Venetian cuisine, from the city of Venice, Italy
or more widely from the region of Veneto, has a centuries-long history and differs significantly from other cuisines of northern Italy (notably Friuli-Venezia Giulia and Trentino-Alto Adige/Südtirol), and of neighbouring Austria and of Slavic countries (notably Slovenia and Croatia), despite sharing some commonalities.

Overview 
Cuisine in Veneto may be divided into three main categories, based on geography: the coastal areas, the plains, and the mountains. Each one (especially the plains) can have many local cuisines, each city with its own dishes.

The most common dish is polenta, which is cooked in various ways within the local cuisines of Veneto. Polenta once was the universal staple food of the poorer classes, who could afford little else. In Veneto, the corns are ground in much smaller fragments in comparison with the rest of Italy: so, when cooked, it resembles a pudding.

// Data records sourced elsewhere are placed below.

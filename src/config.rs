//! Runtime configuration.
//!
//! Environment variables (via `dotenv` + `std::env`, grounded on the
//! teacher's `models::Config::from_env`) supply the connection-level
//! basics; an optional TOML file (grounded on
//! `performance::config::PerfConfig::load`/`from_env`) supplies the
//! tunables for the concurrency pool, filter cache, and scheduler.

use serde::{Deserialize, Serialize};
use std::path::Path;

#[derive(Debug, Clone, Serialize, Deserialize)]
pub struct ConcurrencyPoolDefaults {
    #[serde(default = "default_initial_concurrency")]
    pub initial_concurrency: usize,
    #[serde(default = "default_min_concurrency")]
    pub min_concurrency: usize,
    #[serde(default = "default_max_concurrency")]
    pub max_concurrency: usize,
    #[serde(default = "default_true")]
    pub adaptive: bool,
    #[serde(default = "default_true")]
    pub retry: bool,
    #[serde(default = "default_max_retries")]
    pub max_retries: u32,
}

fn default_initial_concurrency() -> usize {
    8
}
fn default_min_concurrency() -> usize {
    2
}
fn default_max_concurrency() -> usize {
    12
}
fn default_max_retries() -> u32 {
    3
}
fn default_true() -> bool {
    true
}

impl Default for ConcurrencyPoolDefaults {
    fn default() -> Self {
        Self {
            initial_concurrency: default_initial_concurrency(),
            min_concurrency: default_min_concurrency(),
            max_concurrency: default_max_concurrency(),
            adaptive: true,
            retry: true,
            max_retries: default_max_retries(),
        }
    }
}

#[derive(Debug, Clone, Serialize, Deserialize)]
pub struct EngineTunables {
    #[serde(default = "default_granularity_hours")]
    pub default_granularity_hours: i64,
    #[serde(default = "default_batch_size")]
    pub window_batch_size: usize,
    #[serde(default = "default_binance_request_delay_ms")]
    pub binance_request_delay_ms: u64,
    #[serde(default = "default_filter_cache_ttl_days")]
    pub filter_cache_ttl_days: i64,
    #[serde(default)]
    pub pool: ConcurrencyPoolDefaults,
}

fn default_granularity_hours() -> i64 {
    8
}
fn default_batch_size() -> usize {
    40
}
fn default_binance_request_delay_ms() -> u64 {
    100
}
fn default_filter_cache_ttl_days() -> i64 {
    30
}

impl Default for EngineTunables {
    fn default() -> Self {
        Self {
            default_granularity_hours: default_granularity_hours(),
            window_batch_size: default_batch_size(),
            binance_request_delay_ms: default_binance_request_delay_ms(),
            filter_cache_ttl_days: default_filter_cache_ttl_days(),
            pool: ConcurrencyPoolDefaults::default(),
        }
    }
}

impl EngineTunables {
    /// Load from a TOML file; fall back to defaults (with a debug log) if
    /// the file is absent or malformed, matching `PerfConfig::from_env`.
    pub fn load(path: impl AsRef<Path>) -> anyhow::Result<Self> {
        let contents = std::fs::read_to_string(path)?;
        let tunables: Self = toml::from_str(&contents)?;
        Ok(tunables)
    }

    pub fn from_env() -> Self {
        let path =
            std::env::var("ENGINE_CONFIG_PATH").unwrap_or_else(|_| "engine.toml".to_string());
        Self::load(&path).unwrap_or_else(|e| {
            tracing::debug!(path = %path, error = %e, "using default engine tunables");
            Self::default()
        })
    }
}

/// Application configuration, analogous to the teacher's `models::Config`.
#[derive(Debug, Clone)]
pub struct Config {
    pub database_path: String,
    pub market_feed_base_url: String,
    pub market_feed_timeout_secs: u64,
    pub scheduler_notify_address: Option<String>,
    pub tunables: EngineTunables,
}

impl Config {
    pub fn from_env() -> anyhow::Result<Self> {
        dotenv::dotenv().ok();

        let database_path =
            std::env::var("DATABASE_PATH").unwrap_or_else(|_| "./leaderboard.db".to_string());

        let market_feed_base_url = std::env::var("MARKET_FEED_BASE_URL")
            .unwrap_or_else(|_| "https://api.binance.com".to_string());

        let market_feed_timeout_secs = std::env::var("MARKET_FEED_TIMEOUT_SECS")
            .ok()
            .and_then(|v| v.parse().ok())
            .unwrap_or(10);

        let scheduler_notify_address = std::env::var("SCHEDULER_NOTIFY_ADDRESS").ok();

        Ok(Self {
            database_path,
            market_feed_base_url,
            market_feed_timeout_secs,
            scheduler_notify_address,
            tunables: EngineTunables::from_env(),
        })
    }
}
//! Crypto leaderboard backtest engine CLI.

use std::sync::Arc;
use std::time::Duration;

use anyhow::{Context, Result};
use clap::{Parser, Subcommand};
use chrono::{DateTime, Utc};
use tracing_subscriber::{layer::SubscriberExt, util::SubscriberInitExt};

use leaderboard_backtest::backtest::BacktestEngine;
use leaderboard_backtest::config::Config;
use leaderboard_backtest::market_feed::http::HttpMarketFeed;
use leaderboard_backtest::market_feed::MarketFeed;
use leaderboard_backtest::models::BacktestParams;
use leaderboard_backtest::scheduler::Scheduler;
use leaderboard_backtest::store::sqlite::SqliteObjectStore;
use leaderboard_backtest::store::ObjectStore;
use leaderboard_backtest::supervisor::TaskSupervisor;

#[derive(Parser)]
#[command(name = "leaderboard-backtest", about = "Crypto leaderboard backtest engine")]
struct Cli {
    #[arg(long, env = "LOG_LEVEL", default_value = "info")]
    log_level: String,

    #[command(subcommand)]
    command: Command,
}

#[derive(Subcommand)]
enum Command {
    /// Run a backtest synchronously over [start, end).
    Run {
        #[arg(long)]
        start: DateTime<Utc>,
        #[arg(long)]
        end: DateTime<Utc>,
        #[arg(long, default_value_t = 30)]
        limit: usize,
        #[arg(long, default_value_t = 400_000.0)]
        min_volume_threshold: f64,
        #[arg(long, default_value_t = 365)]
        min_history_days: i64,
        #[arg(long, default_value_t = 8)]
        granularity_hours: i64,
        #[arg(long, default_value = "USDT")]
        quote_asset: String,
    },
    /// Start a backtest as an async task and print its task id.
    StartAsync {
        #[arg(long)]
        start: DateTime<Utc>,
        #[arg(long)]
        end: DateTime<Utc>,
    },
    /// Print the progress/status of an async task.
    Status { task_id: String },
    /// Cooperatively cancel a running async task.
    Cancel { task_id: String },
    /// Resume a task left Running by a crashed process.
    Resume { task_id: String },
    /// List tasks interrupted by a process restart.
    ListInterrupted,
    /// Mark every currently-interrupted task Failed.
    CleanupAllInterrupted,
    /// Purge expired filter-cache entries.
    CleanupFilterCache,
    /// Run one scheduler fire (gate, derive span, backfill, dispatch).
    SchedulerFire,
}

#[tokio::main]
async fn main() -> Result<()> {
    let cli = Cli::parse();
    init_tracing(&cli.log_level);

    let config = Config::from_env().context("failed to load configuration")?;

    let feed: Arc<dyn MarketFeed> = Arc::new(
        HttpMarketFeed::new(
            &config.market_feed_base_url,
            Duration::from_secs(config.market_feed_timeout_secs),
        )
        .context("failed to construct market feed client")?,
    );
    let store: Arc<dyn ObjectStore> =
        Arc::new(SqliteObjectStore::open(&config.database_path).context("failed to open object store")?);

    match cli.command {
        Command::Run {
            start,
            end,
            limit,
            min_volume_threshold,
            min_history_days,
            granularity_hours,
            quote_asset,
        } => {
            let params = BacktestParams {
                start_time: start,
                end_time: end,
                symbols: None,
                limit,
                min_volume_threshold,
                quote_asset,
                min_history_days,
                granularity_hours,
            };
            let engine = BacktestEngine::new(feed, store, &config.tunables);
            engine.run(&params, None).await.context("backtest run failed")?;
        }
        Command::StartAsync { start, end } => {
            let supervisor = TaskSupervisor::new(feed, store, config.tunables.clone());
            let params = BacktestParams {
                start_time: start,
                end_time: end,
                ..Default::default()
            };
            let task_id = supervisor.start_async(params).await?;
            println!("{task_id}");
        }
        Command::Status { task_id } => {
            let supervisor = TaskSupervisor::new(feed, store, config.tunables.clone());
            match supervisor.get_progress(&task_id).await? {
                Some(task) => println!("{}", serde_json::to_string_pretty(&task)?),
                None => anyhow::bail!("no such task: {task_id}"),
            }
        }
        Command::Cancel { task_id } => {
            let supervisor = TaskSupervisor::new(feed, store, config.tunables.clone());
            if supervisor.cancel(&task_id) {
                println!("cancellation requested for {task_id}");
            } else {
                anyhow::bail!("task {task_id} is not running in this process");
            }
        }
        Command::Resume { task_id } => {
            let supervisor = TaskSupervisor::new(feed, store, config.tunables.clone());
            supervisor.resume(&task_id).await?;
            println!("resumed {task_id}");
        }
        Command::ListInterrupted => {
            let supervisor = TaskSupervisor::new(feed, store, config.tunables.clone());
            let interrupted = supervisor.list_interrupted().await?;
            println!("{}", serde_json::to_string_pretty(&interrupted)?);
        }
        Command::CleanupAllInterrupted => {
            let supervisor = TaskSupervisor::new(feed, store, config.tunables.clone());
            let count = supervisor.cleanup_all_interrupted().await?;
            println!("marked {count} interrupted task(s) as failed");
        }
        Command::CleanupFilterCache => {
            let supervisor = TaskSupervisor::new(feed, store, config.tunables.clone());
            let purged = supervisor.cleanup().await?;
            println!("purged {purged} expired filter cache entr(y/ies)");
        }
        Command::SchedulerFire => {
            let supervisor = Arc::new(TaskSupervisor::new(feed.clone(), store.clone(), config.tunables.clone()));
            let scheduler = Scheduler::new(feed, store, supervisor);
            scheduler.fire().await?;
        }
    }

    Ok(())
}

fn init_tracing(log_level: &str) {
    let filter = tracing_subscriber::EnvFilter::try_from_default_env()
        .unwrap_or_else(|_| tracing_subscriber::EnvFilter::new(log_level));
    tracing_subscriber::registry()
        .with(filter)
        .with(tracing_subscriber::fmt::layer())
        .init();
}
//! `FilterCache` (spec.md §4.3): content-addressed cache of eligibility
//! outcomes, keyed by a SHA-256 hash over the filter criteria at daily
//! granularity.
//!
//! Grounded on the upsert pattern in the teacher's `signals::db_storage`
//! cache tables (`ON CONFLICT DO UPDATE`, write failures never surface
//! to the caller). The hit/miss usage bookkeeping (`hitCount`,
//! `lastUsedAt`) has no teacher table to draw from; it's built directly
//! from spec.md §4.3's cache entry shape.

use std::collections::BTreeMap;
use std::sync::Arc;
use std::time::Instant;

use chrono::{Duration, Utc};
use sha2::{Digest, Sha256};
use tracing::warn;

use super::eligibility::EligibilityFilter;
use crate::error::StoreError;
use crate::models::{FilterCriteria, FilterStatistics, SymbolFilterCacheEntry};
use crate::store::ObjectStore;

pub struct FilterCache {
    store: Arc<dyn ObjectStore>,
}

impl FilterCache {
    pub fn new(store: Arc<dyn ObjectStore>) -> Self {
        Self { store }
    }

    /// SHA-256 over the JSON object `{referenceTime: YYYY-MM-DD, quoteAsset,
    /// minVolumeThreshold, minHistoryDays, requireFutures,
    /// excludeStablecoins, includeInactive}`. `serde_json::Value`'s map is a
    /// `BTreeMap` (the `preserve_order` feature is not enabled), so object
    /// keys serialize in sorted order without extra bookkeeping here.
    pub fn compute_hash(criteria: &FilterCriteria) -> String {
        let keyed = serde_json::json!({
            "referenceTime": criteria.reference_time.format("%Y-%m-%d").to_string(),
            "quoteAsset": criteria.quote_asset,
            "minVolumeThreshold": criteria.min_volume_threshold,
            "minHistoryDays": criteria.min_history_days,
            "requireFutures": criteria.require_futures,
            "excludeStablecoins": criteria.exclude_stablecoins,
            "includeInactive": criteria.include_inactive,
        });
        let bytes = serde_json::to_vec(&keyed).expect("criteria always serializes");
        let digest = Sha256::digest(&bytes);
        hex::encode(digest)
    }

    /// Hit path returns the stored entry (with `hitCount`/`lastUsedAt`
    /// bumped); miss path runs `filter` over `candidate_symbols`, persists
    /// the result, and returns it.
    pub async fn resolve(
        &self,
        criteria: &FilterCriteria,
        candidate_symbols: &[String],
        filter: &EligibilityFilter,
    ) -> Result<SymbolFilterCacheEntry, StoreError> {
        let hash = Self::compute_hash(criteria);

        if let Some(mut entry) = self.store.get_filter_cache_entry(&hash).await? {
            entry.hit_count += 1;
            entry.last_used_at = Utc::now();
            if let Err(err) = self.store.touch_filter_cache_entry(&hash, entry.last_used_at).await {
                warn!(filter_hash = %hash, error = %err, "failed to bump filter cache usage metadata");
            }
            return Ok(entry);
        }

        let started = Instant::now();
        let outcome = filter.evaluate(candidate_symbols, criteria).await;
        let processing_time_ms = started.elapsed().as_millis() as i64;

        let mut reason_histogram: BTreeMap<String, usize> = BTreeMap::new();
        for reasons in outcome.reasons.values() {
            for reason in reasons {
                *reason_histogram.entry(reason.clone()).or_insert(0) += 1;
            }
        }

        let now = Utc::now();
        let entry = SymbolFilterCacheEntry {
            filter_hash: hash.clone(),
            criteria: criteria.clone(),
            valid_symbols: outcome.valid.clone(),
            invalid_symbols: outcome.invalid.clone(),
            invalid_reasons: outcome.reasons,
            statistics: FilterStatistics {
                valid_count: outcome.valid.len(),
                invalid_count: outcome.invalid.len(),
                reason_histogram,
            },
            processing_time_ms,
            created_at: now,
            last_used_at: now,
            hit_count: 0,
        };

        if let Err(err) = self.store.upsert_filter_cache_entry(&entry).await {
            warn!(filter_hash = %hash, error = %err, "failed to persist filter cache entry");
        }

        Ok(entry)
    }

    /// `cleanupFilterCache(olderThanDays)` (spec.md §4.3).
    pub async fn cleanup(&self, older_than_days: i64) -> Result<u64, StoreError> {
        let cutoff = Utc::now() - Duration::days(older_than_days);
        self.store.purge_filter_cache(cutoff).await
    }
}

#[cfg(test)]
mod tests {
    use super::*;
    use chrono::TimeZone;

    #[test]
    fn hash_ignores_time_of_day_but_not_date() {
        let base = Utc.with_ymd_and_hms(2024, 6, 3, 0, 0, 0).unwrap();
        let criteria_morning = FilterCriteria {
            reference_time: base,
            quote_asset: "USDT".to_string(),
            min_volume_threshold: 10_000.0,
            min_history_days: 365,
            require_futures: true,
            exclude_stablecoins: true,
            include_inactive: false,
        };
        let mut criteria_evening = criteria_morning.clone();
        criteria_evening.reference_time = base + chrono::Duration::hours(20);

        assert_eq!(
            FilterCache::compute_hash(&criteria_morning),
            FilterCache::compute_hash(&criteria_evening)
        );

        let mut criteria_next_day = criteria_morning.clone();
        criteria_next_day.reference_time = base + chrono::Duration::days(1);
        assert_ne!(
            FilterCache::compute_hash(&criteria_morning),
            FilterCache::compute_hash(&criteria_next_day)
        );
    }
}
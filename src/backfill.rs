//! Supplementary funding-rate backfill (spec.md §4.10 step 6, SPEC_FULL.md
//! §B.1): walks recently-persisted rows whose funding window has since
//! become observable and re-enriches them in place.

use std::sync::Arc;

use chrono::{DateTime, Utc};
use tracing::{info, warn};

use crate::funding::FundingRateEnricher;
use crate::market_feed::MarketFeed;
use crate::store::ObjectStore;

/// Re-enrich every `BacktestRow` in `[since, now]` whose funding window
/// `[t, t + granularity_hours + 10min]` now lies entirely in the past, i.e.
/// it was persisted before that window closed (rows persisted with the
/// window already closed already carry complete funding data and are
/// skipped to avoid redundant feed calls).
pub async fn backfill_funding_rates(
    feed: Arc<dyn MarketFeed>,
    store: Arc<dyn ObjectStore>,
    since: DateTime<Utc>,
    granularity_hours: i64,
) -> anyhow::Result<usize> {
    let now = Utc::now();
    let rows = store.backtest_rows_in_range(since, now).await?;
    let enricher = FundingRateEnricher::new(feed);

    let mut backfilled = 0usize;
    for mut row in rows {
        let window_end = row.timestamp + chrono::Duration::hours(granularity_hours) + chrono::Duration::minutes(10);
        if window_end > now {
            continue;
        }
        let already_complete = row
            .rankings
            .iter()
            .all(|item| item.future_symbol.is_none() || !item.funding_rate_history.is_empty() || item.current_funding_rate.is_some());
        if already_complete {
            continue;
        }

        enricher.enrich(&mut row.rankings, row.timestamp, granularity_hours).await;
        if let Err(err) = store.upsert_backtest_row(&row).await {
            warn!(timestamp = %row.timestamp, error = %err, "failed to persist backfilled funding data");
            continue;
        }
        backfilled += 1;
    }

    if backfilled > 0 {
        info!(backfilled, "funding rate backfill pass completed");
    }
    Ok(backfilled)
}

Typical of many coastal areas, communities along the coast of the Laguna Veneta serve mainly seafood dishes.

In the plains it is very popular to serve grilled meat (often by a barbecue, and in a mix of pork, beef and chicken meat) together with grilled polenta, potatoes or vegetables. Other popular dishes include risotto, rice cooked with many different kinds of food, from vegetables, mushrooms, pumpkin or radicchio  to seafood, pork meat or chicken livers. Bigoli (a typical Venetian fresh pasta, similar to Udon), fettuccine (hand-made noodles), ravioli and the similar tortelli (filled with meat, cheese, vegetables or pumpkin) and gnocchi (potatoes-made fresh pasta), are fresh and often hand-made pasta dishes (made of eggs and wheat flour), served together with meat sauce (ragù) often made with duck meat, sometimes together with mushrooms or peas, or simply with melted butter.

Cuisine from the mountain areas is mainly made of pork or game meat, with polenta, as well as mushrooms or cheeses (made by cow milk), and some dish from Austrian or Tyrolese tradition, such as canederli or strudel. A typical dish is casunziei, hand-made fresh pasta similar to ravioli.

Among the typical seasoning of Venetian cuisine, you can find butter, olive oil, sunflower oil, vinegar, kren, senape, mostarda, salsa verde.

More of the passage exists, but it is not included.